CPIPG currently has over €1 billion of liquidity comprised of more than €500 million of cash and an undrawn €510 million revolving credit facility with 11 local and international banks maturing in 2022. The Group does not have any meaningful loan or bond maturities until 2022. 70% of CPIPG’s assets are unencumbered.

CPIPG has a policy to retain a minimum of 50% of funds from operations (FFO) annually and does not pay a dividend. CPIPG continues to target a net LTV of 40% or below.

“CPIPG has ample financial flexibility,” said David Greenbaum, CFO. “All of the strategies we put in place since entering the international bond markets in 2017 have prepared us for this moment.”

CPIPG is taking actions to reduce overhead and other costs, including employee headcount and remuneration wherever feasible. Capital expenditure and development plans are being reassessed and reprioritized. The Group’s office acquisition pipeline in Warsaw is substantially complete and was funded by CPIPG’s successful green bond and hybrid transactions in late 2019 and early 2020.
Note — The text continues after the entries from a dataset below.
//! Dashboard Widget
//! Central scrollable page: every chart slot, the time tabs and the map.

use crime_dashboard::aggregate::{AggregateBucket, AggregateError, Aggregator, Dimension, TimeBreakdown};
use crime_dashboard::charts::{palette, Captions, ChartPlotter, ChoroplethMap};
use crime_dashboard::DataContext;
use egui::{Color32, ComboBox, RichText, ScrollArea, Sense, TextureHandle};

const ROW_HEIGHT: f32 = 380.0;
const MAP_SIZE: (u32, u32) = (1200, 700);

/// Which half of the "time of occurrence" section is visible.
#[derive(Debug, Clone, Copy, PartialEq, Eq, Default)]
pub enum TimeTab {
    #[default]
    YearAndHour,
    DayAndMonth,
}

enum MapState {
    Pending,
    Ready {
        texture: TextureHandle,
        map: ChoroplethMap,
    },
    Empty,
    Failed(String),
}

pub struct Dashboard {
    tab: TimeTab,
    breakdown: TimeBreakdown,
    map: MapState,
}

impl Default for Dashboard {
    fn default() -> Self {
        Self {
            tab: TimeTab::default(),
            breakdown: TimeBreakdown::default(),
            map: MapState::Pending,
        }
    }
}

impl Dashboard {
    pub fn new() -> Self {
        Self::default()
    }

    /// Rasterise the choropleth once the data context is available.
    pub fn prepare_map(&mut self, ctx: &egui::Context, data: &DataContext, aggregator: &Aggregator) {
        self.map = match aggregator.aggregate_spatial(data) {
            Ok(regions) if regions.is_empty() => MapState::Empty,
            Ok(regions) => match ChoroplethMap::render(&regions, MAP_SIZE.0, MAP_SIZE.1) {
                Ok(map) => {
                    let image = egui::ColorImage::from_rgb(
                        [map.width as usize, map.height as usize],
                        &map.pixels,
                    );
                    let texture = ctx.load_texture("choropleth", image, egui::TextureOptions::LINEAR);
                    MapState::Ready { texture, map }
                }
                Err(e) => MapState::Failed(e.to_string()),
            },
            Err(e) => MapState::Failed(e.to_string()),
        };
    }

    pub fn show(
        &mut self,
        ui: &mut egui::Ui,
        data: &DataContext,
        aggregator: &Aggregator,
        captions: &Captions,
    ) {
        ScrollArea::vertical()
            .auto_shrink([false, false])
            .show(ui, |ui| {
                ui.add_space(6.0);
                ui.label(RichText::new(format!("📊 {}", captions.title)).size(28.0).strong());
                ui.label(RichText::new(captions.subtitle).color(Color32::GRAY));
                ui.add_space(12.0);

                ui.columns(2, |columns| {
                    Self::heading(&mut columns[0], "🔴", captions.category_heading);
                    Self::chart_slot(
                        &mut columns[0],
                        aggregator.aggregate(data, Dimension::Category),
                        captions,
                        |ui, buckets| ChartPlotter::draw_bubble_chart(ui, buckets, captions, ROW_HEIGHT),
                    );

                    Self::heading(&mut columns[1], "🏠", captions.premises_heading);
                    Self::chart_slot(
                        &mut columns[1],
                        aggregator.aggregate(data, Dimension::PremisesType),
                        captions,
                        |ui, buckets| ChartPlotter::draw_premises_bars(ui, buckets, captions, ROW_HEIGHT),
                    );
                });

                ui.add_space(16.0);
                Self::heading(ui, "🕒", captions.time_heading);
                ui.horizontal(|ui| {
                    ui.selectable_value(&mut self.tab, TimeTab::YearAndHour, format!("📅 {}", captions.tab_year_hour));
                    ui.selectable_value(&mut self.tab, TimeTab::DayAndMonth, format!("📈 {}", captions.tab_day_month));
                });
                ui.separator();

                match self.tab {
                    TimeTab::YearAndHour => self.show_year_and_hour(ui, data, aggregator, captions),
                    TimeTab::DayAndMonth => self.show_breakdown(ui, data, aggregator, captions),
                }

                ui.add_space(16.0);
                Self::heading(ui, "🗺", captions.map_heading);
                self.show_map(ui, captions);

                ui.add_space(24.0);
                ui.separator();
                ui.label(RichText::new(captions.footer).size(12.0).color(Color32::GRAY));
            });
    }

    fn show_year_and_hour(
        &self,
        ui: &mut egui::Ui,
        data: &DataContext,
        aggregator: &Aggregator,
        captions: &Captions,
    ) {
        ui.columns(2, |columns| {
            Self::chart_slot(
                &mut columns[0],
                aggregator.aggregate(data, Dimension::Year),
                captions,
                |ui, buckets| {
                    let size = ui.available_width().min(ROW_HEIGHT);
                    ChartPlotter::draw_year_pie(ui, buckets, captions, size);
                },
            );
            Self::chart_slot(
                &mut columns[1],
                aggregator.aggregate(data, Dimension::Hour),
                captions,
                |ui, buckets| ChartPlotter::draw_hour_radar(ui, buckets, captions, ROW_HEIGHT),
            );
        });
    }

    fn show_breakdown(
        &mut self,
        ui: &mut egui::Ui,
        data: &DataContext,
        aggregator: &Aggregator,
        captions: &Captions,
    ) {
        ui.horizontal(|ui| {
            ui.label(captions.breakdown_prompt);
            ComboBox::from_id_salt("time_breakdown")
                .width(220.0)
                .selected_text(captions.breakdown(self.breakdown))
                .show_ui(ui, |ui| {
                    for option in TimeBreakdown::ALL {
                        ui.selectable_value(&mut self.breakdown, option, captions.breakdown(option));
                    }
                });
        });
        ui.add_space(6.0);

        let dimension = self.breakdown.dimension();
        Self::chart_slot(
            ui,
            aggregator.aggregate(data, dimension),
            captions,
            |ui, buckets| ChartPlotter::draw_time_series(ui, dimension, buckets, captions, ROW_HEIGHT),
        );
    }

    fn show_map(&self, ui: &mut egui::Ui, captions: &Captions) {
        match &self.map {
            MapState::Pending => {
                ui.spinner();
            }
            MapState::Empty => Self::placeholder(ui, captions.no_data),
            MapState::Failed(message) => Self::error_label(ui, message),
            MapState::Ready { texture, map } => {
                let scale = ui.available_width() / map.width as f32;
                let size = egui::vec2(map.width as f32, map.height as f32) * scale;
                let response = ui.add(egui::Image::new((texture.id(), size)).sense(Sense::hover()));

                if let Some(pos) = response.hover_pos() {
                    let local = (pos - response.rect.min) / scale;
                    if let Some(region) = map.region_at(local.x as f64, local.y as f64) {
                        response.on_hover_text_at_pointer(format!(
                            "{}\n{}: {}",
                            region.name, captions.total_crimes, region.count
                        ));
                    }
                }

                Self::color_bar(ui, map.min_count, map.max_count, captions);
            }
        }
    }

    fn color_bar(ui: &mut egui::Ui, min: u64, max: u64, captions: &Captions) {
        ui.horizontal(|ui| {
            ui.label(RichText::new(captions.total_crimes).size(12.0));
            ui.label(RichText::new(min.to_string()).size(12.0));
            for step in 0..=20 {
                let (rect, _) = ui.allocate_exact_size(egui::vec2(10.0, 12.0), Sense::hover());
                let level = 0.1 + 0.9 * step as f64 / 20.0;
                ui.painter().rect_filled(rect, 0.0, palette::to_egui(palette::reds(level)));
            }
            ui.label(RichText::new(max.to_string()).size(12.0));
        });
    }

    fn heading(ui: &mut egui::Ui, icon: &str, text: &str) {
        ui.label(RichText::new(format!("{} {}", icon, text)).size(18.0).strong());
        ui.add_space(4.0);
    }

    /// One chart's frame: its error, an empty placeholder, or the chart.
    fn chart_slot(
        ui: &mut egui::Ui,
        result: Result<Vec<AggregateBucket>, AggregateError>,
        captions: &Captions,
        draw: impl FnOnce(&mut egui::Ui, &[AggregateBucket]),
    ) {
        egui::Frame::none()
            .fill(ui.visuals().widgets.noninteractive.bg_fill)
            .rounding(8.0)
            .inner_margin(10.0)
            .show(ui, |ui| match result {
                Ok(buckets) if buckets.is_empty() => Self::placeholder(ui, captions.no_data),
                Ok(buckets) => draw(ui, &buckets),
                Err(e) => Self::error_label(ui, &e.to_string()),
            });
    }

    fn placeholder(ui: &mut egui::Ui, text: &str) {
        ui.allocate_ui(egui::vec2(ui.available_width(), 120.0), |ui| {
            ui.centered_and_justified(|ui| {
                ui.label(RichText::new(text).size(16.0).color(Color32::GRAY));
            });
        });
    }

    fn error_label(ui: &mut egui::Ui, message: &str) {
        ui.label(
            RichText::new(format!("⚠ {}", message))
                .size(14.0)
                .color(Color32::from_rgb(220, 53, 69)),
        );
    }
}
The Group continues to receive attractively priced offers from banks for secured lending facilities and may consider modest incremental borrowings in the coming months. Although CPIPG generally intends to preserve cash in the near-term, CPIPG closely monitors secondary bond prices and may consider debt repurchase activities to proactively manage the Group’s maturity profile

CSR

In response to the COVID-19 outbreak, CPIPG offered the Government of the Czech Republic the possibility of using the Group’s hotels in Prague, Ostrava, Olomouc, Liberec, Ústí nad Labem, České Budějovice, Františkovy Lázně, Hradec Králové and Brno to increase the country’s hospital capacity by more than 5,000 beds. The Group also partnered with Chance for Children to offer food supplies from hotel restaurants to children’s homes in and around Prague.

“CPIPG and our primary shareholder, Radovan Vitek, are committed to helping the local community however we can during this period,” said Jan Kratina, director of CPI Hotels. “We remain optimistic for the future and our spirit is strong.”